Nº-2-2018 (12/01/2018): Further increase in activity is interpreted as a state of internal agitation associated with intrusion of magma inside the volcano, at relatively shallow depths (few km below the caldera). Numbers reach more than 100 quakes daily. 98 cm of inflation has been measured since the beginning of 2017. The total since the 2005 eruption is now at 6 m permanent rise of the caldera floor. The rate of uplift is now higher than it was when the 2005 eruption occurred. The chances of a short-term eruption in the volcano (days to weeks) have increased. Possible scenarios of future activities are outlined in the report. They are:
– SMALL TO MODERATE ERUPTION IN THE NORTH FLANK (most probable) or
– MODERATE TO LARGE ERUPTION IN THE NORTH FLANK (less likely) or
– ERUPTION IN THE SOUTH FLANK (very unlikely).
We can expect a new report within the next few days.
THE 2005 ERUPTION

The Sierra Negra eruption viewed from the east caldera rim on the night of October 24, the 3rd day of the eruption. Vigorous lava fountains rise from several locations along the fissure vent, feeding several anastomosing (uniting) lava flows that poured into the caldera. The scattered glow in the foreground was due to ponded lava covering the caldera’s eastern floor. (© Gregg Estes, 2005)
Scientists had reported roughly 5 m of total uplift in Sierra Negra since 1992. This is the largest precursory inflation ever recorded at a basaltic caldera. On 16 April 2005 the active fault system below the caldera had experienced an mb 4.6 earthquake and ~84 cm of uplift. This earthquake marked another trapdoor-faulting event, a process presumably driven by a shallow (<2 km) intrusion of magma.
Sierra Negra volcano began a week-long eruption on 22 October 2005. It was preceded by several earthquakes earlier that month and an M 5.5 three hours earlier that same day. At 17:30 an explosion was heard by many people in the town of Villamil, 20 km SE of the volcano. 15 minutes later, the Washington VAAC detected an ash cloud of ~15.2 km on satellite imagery. The column may have reached a height of 20 km later. Extensive lava fountains were seen rising to heights of 200-300 m along a segment of the caldera rim. Incandescent lava flowed several km down the outer NW flank, and tourists reported seeing two lava flows descending the N flank.
Wonderful 16-min. video of the eruption by ‘Colgate University’ on YT, with people who seem to know what they are talking about (must see!):

2005, on October 25, MODIS flying onboard the Terra satellite captured this image, three days into the last eruption of Sierra Negra. (© NASA image by Jesse Allen)
Fortunately, scientists had a chance to be there to watch, and measure as many parameters as possible.

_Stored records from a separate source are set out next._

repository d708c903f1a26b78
pub mod string;
use std::borrow::Cow;

use tracing::trace;

use crate::arena::{Arena, NodeId};
use crate::text::string::{split_trailing_ws, trim_end_ws, trim_start_ws};

#[derive(Debug, Clone, Copy, PartialEq, Eq)]
pub enum FormatMode {
    /// First line of a value, taken from a key, element or quote line.
    Replace,
    /// Continuation text.
    Append,
}

/// Hook for per-line escape handling. Both modes currently pass text
/// through unchanged; continuation lines are where leading `: [ { * \`
/// escapes would be undone.
pub fn format_value(value: &str, mode: FormatMode) -> Cow<'_, str> {
    match mode {
        FormatMode::Replace | FormatMode::Append => Cow::Borrowed(value),
    }
}

/// Text accumulated for the value being read. At most one value is open
/// at a time; its target is a string node already bound in the tree.
#[derive(Debug, Default)]
pub struct Buffer {
    target: Option<NodeId>,
    text: String,
}

impl Buffer {
    pub fn new() -> Self {
        Self::default()
    }

    /// Arms the buffer for `target` and writes the trimmed first line into
    /// it. The line's trailing whitespace stays pending so continuation
    /// lines join onto it.
    pub fn start(&mut self, arena: &mut Arena, target: NodeId, first_line: &str) {
        self.text.clear();
        self.text.push_str(first_line);
        self.text.push('\n');
        let trailing = {
            let formatted = format_value(&self.text, FormatMode::Replace);
            let (body, trailing) = split_trailing_ws(trim_start_ws(&formatted));
            arena.append_str(target, body);
            trailing.to_string()
        };
        self.text = trailing;
        self.target = Some(target);
    }

    /// Disarms the buffer and drops pending text without writing it.
    pub fn discard(&mut self) {
        if !self.text.is_empty() {
            trace!(discarded = ?self.text, "discard buffer");
        }
        self.text.clear();
        self.target = None;
    }

    pub fn push_line(&mut self, line: &str) {
        self.text.push_str(line);
        self.text.push('\n');
    }

    /// Drops the line break that precedes a closing quote delimiter.
    pub fn close_quote(&mut self) {
        if self.text.ends_with('\n') {
            self.text.pop();
        }
    }

    /// Appends pending text to the target and disarms the buffer. Without
    /// a target the text is discarded. Quoted text keeps its trailing
    /// whitespace.
    pub fn flush(&mut self, arena: &mut Arena, quoted: bool) {
        let text = std::mem::take(&mut self.text);
        match self.target.take() {
            Some(target) => {
                let formatted = format_value(&text, FormatMode::Append);
                let value = if quoted {
                    formatted.as_ref()
                } else {
                    trim_end_ws(&formatted)
                };
                trace!(target_node = ?target, flushed = ?value, "flush buffer");
                arena.append_str(target, value);
            }
            None if !text.is_empty() => {
                trace!(discarded = ?text, "flush buffer without target");
            }
            None => {}
        }
    }
}
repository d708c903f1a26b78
use indexmap::IndexMap;
use serde_json::{Map, Value};
use smol_str::SmolStr;

use crate::constants::MAX_DEPTH;
use crate::{Error, Result};

#[derive(Debug, Clone, Copy, PartialEq, Eq, Hash)]
pub struct NodeId(usize);

#[derive(Debug, Clone, Copy, PartialEq, Eq)]
pub(crate) enum NodeKind {
    String,
    Array,
    Object,
}

#[derive(Debug)]
pub(crate) enum Node {
    String(String),
    Array(Vec<NodeId>),
    Object(IndexMap<SmolStr, NodeId>),
}

impl Node {
    fn kind(&self) -> NodeKind {
        match self {
            Node::String(_) => NodeKind::String,
            Node::Array(_) => NodeKind::Array,
            Node::Object(_) => NodeKind::Object,
        }
    }
}

/// Owns every mapping, sequence and string of one document. Scope frames
/// and the value buffer refer into it by `NodeId`, never by reference.
/// Attaching a node records its distance from the root; nothing may sit
/// deeper than `MAX_DEPTH`.
#[derive(Debug)]
pub struct Arena {
    nodes: Vec<Node>,
    depths: Vec<usize>,
    root: NodeId,
}

impl Default for Arena {
    fn default() -> Self {
        Self::new()
    }
}

impl Arena {
    pub fn new() -> Self {
        Self {
            nodes: vec![Node::Object(IndexMap::new())],
            depths: vec![0],
            root: NodeId(0),
        }
    }

    pub fn root(&self) -> NodeId {
        self.root
    }

    fn kind(&self, id: NodeId) -> NodeKind {
        self.nodes[id.0].kind()
    }

    fn push(&mut self, node: Node) -> NodeId {
        let id = NodeId(self.nodes.len());
        self.nodes.push(node);
        self.depths.push(0);
        id
    }

    /// Places the detached node `child` one level below `parent`.
    fn attach(&mut self, parent: NodeId, child: NodeId) -> Result<()> {
        let depth = self.depths[parent.0] + 1;
        if depth > MAX_DEPTH {
            return Err(Error::depth_limit(MAX_DEPTH));
        }
        self.depths[child.0] = depth;
        Ok(())
    }

    pub fn new_object(&mut self) -> NodeId {
        self.push(Node::Object(IndexMap::new()))
    }

    pub fn new_array(&mut self) -> NodeId {
        self.push(Node::Array(Vec::new()))
    }

    pub fn new_string(&mut self, value: impl Into<String>) -> NodeId {
        self.push(Node::String(value.into()))
    }

    /// Looks up `key` in the mapping `object`. Non-mappings have no fields.
    pub fn field(&self, object: NodeId, key: &str) -> Option<NodeId> {
        match &self.nodes[object.0] {
            Node::Object(fields) => fields.get(key).copied(),
            _ => None,
        }
    }

    /// Binds `key` in the mapping `object`, replacing any previous value
    /// while keeping the key's original position.
    pub fn set_field(&mut self, object: NodeId, key: &str, value: NodeId) -> Result<()> {
        self.attach(object, value)?;
        if let Node::Object(fields) = &mut self.nodes[object.0] {
            fields.insert(SmolStr::new(key), value);
        }
        Ok(())
    }

    /// Returns the mapping bound at `key`, binding a fresh one when the
    /// key is missing or holds a non-mapping.
    pub fn ensure_object(&mut self, object: NodeId, key: &str) -> Result<NodeId> {
        match self.field(object, key) {
            Some(existing) if self.kind(existing) == NodeKind::Object => Ok(existing),
            _ => {
                let child = self.new_object();
                self.set_field(object, key, child)?;
                Ok(child)
            }
        }
    }

    pub fn push_element(&mut self, array: NodeId, value: NodeId) -> Result<()> {
        self.attach(array, value)?;
        if let Node::Array(items) = &mut self.nodes[array.0] {
            items.push(value);
        }
        Ok(())
    }

    pub fn append_str(&mut self, string: NodeId, value: &str) {
        if let Node::String(text) = &mut self.nodes[string.0] {
            text.push_str(value);
        }
    }

    pub fn into_value(self) -> Value {
        let root = self.root;
        let mut slots: Vec<Option<Node>> = self.nodes.into_iter().map(Some).collect();
        take_value(&mut slots, root)
    }
}

fn take_value(slots: &mut [Option<Node>], id: NodeId) -> Value {
    match slots[id.0].take() {
        Some(Node::String(text)) => Value::String(text),
        Some(Node::Array(items)) => Value::Array(
            items
                .into_iter()
                .map(|item| take_value(slots, item))
                .collect(),
        ),
        Some(Node::Object(fields)) => {
            let mut map = Map::with_capacity(fields.len());
            for (key, value) in fields {
                map.insert(key.to_string(), take_value(slots, value));
            }
            Value::Object(map)
        }
        // Each node is reachable from exactly one parent.
        None => Value::Null,
    }
}
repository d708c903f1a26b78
use memchr::memchr_iter;

#[derive(Clone, Copy, Debug, PartialEq, Eq)]
pub struct ScanLine<'a> {
    /// 1-based line number.
    pub number: usize,
    /// Line content without its `\n` / `\r\n` terminator.
    pub content: &'a str,
}

/// Splits `input` into lines. A trailing terminator does not open an
/// extra empty line, so `"a\n"` and `"a"` both scan to one line.
pub fn scan_lines(input: &str) -> Vec<ScanLine<'_>> {
    let bytes = input.as_bytes();
    let mut lines = Vec::new();
    let mut start = 0;
    for idx in memchr_iter(b'\n', bytes) {
        lines.push(ScanLine {
            number: lines.len() + 1,
            content: strip_cr(&input[start..idx]),
        });
        start = idx + 1;
    }
    if start < bytes.len() {
        lines.push(ScanLine {
            number: lines.len() + 1,
            content: strip_cr(&input[start..]),
        });
    }
    lines
}

/// Drops the line terminator from one caller-supplied line.
pub fn strip_terminator(line: &str) -> &str {
    strip_cr(line.strip_suffix('\n').unwrap_or(line))
}

fn strip_cr(line: &str) -> &str {
    line.strip_suffix('\r').unwrap_or(line)
}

They described the style of the Sierra Negra 2005 eruption as follows:
Evolution through four stages:
1. An explosive vent-opening phase that produced the high plume of steam, gases, and ash.
2. The Curtain of fire phase: Within an hour, the length of the dike had opened a fissure, erupting as a 2-km-long curtain of fire. The fountains fed lava flows that quickly progressed down the north side of the volcano. They also supplied a voluminous ‘a’a lava flow that advanced 5 km south across the caldera floor.
3. A phase of fire fountains, now from isolated vents. The lava flow on the caldera floor was now fed by a perched lava pond, which in turn fed the interior of the main flow. This ‘a’a main flow inflated and continued in an unusual way: After the first day, it advanced slowly by emitting lobes of pahoehoe around its fronts. – Except for the opening blast, so far the activity was Hawaiian in style.
4. Strombolian phase: On the last day of the eruption, the eruptive style changed to Strombolian – the bursting of large bubbles near the surface and pulsating fire fountains from a single vent. The transition occurred when the ascent rate of the magma in the conduit decreased below a threshold value of ~25 m³/s.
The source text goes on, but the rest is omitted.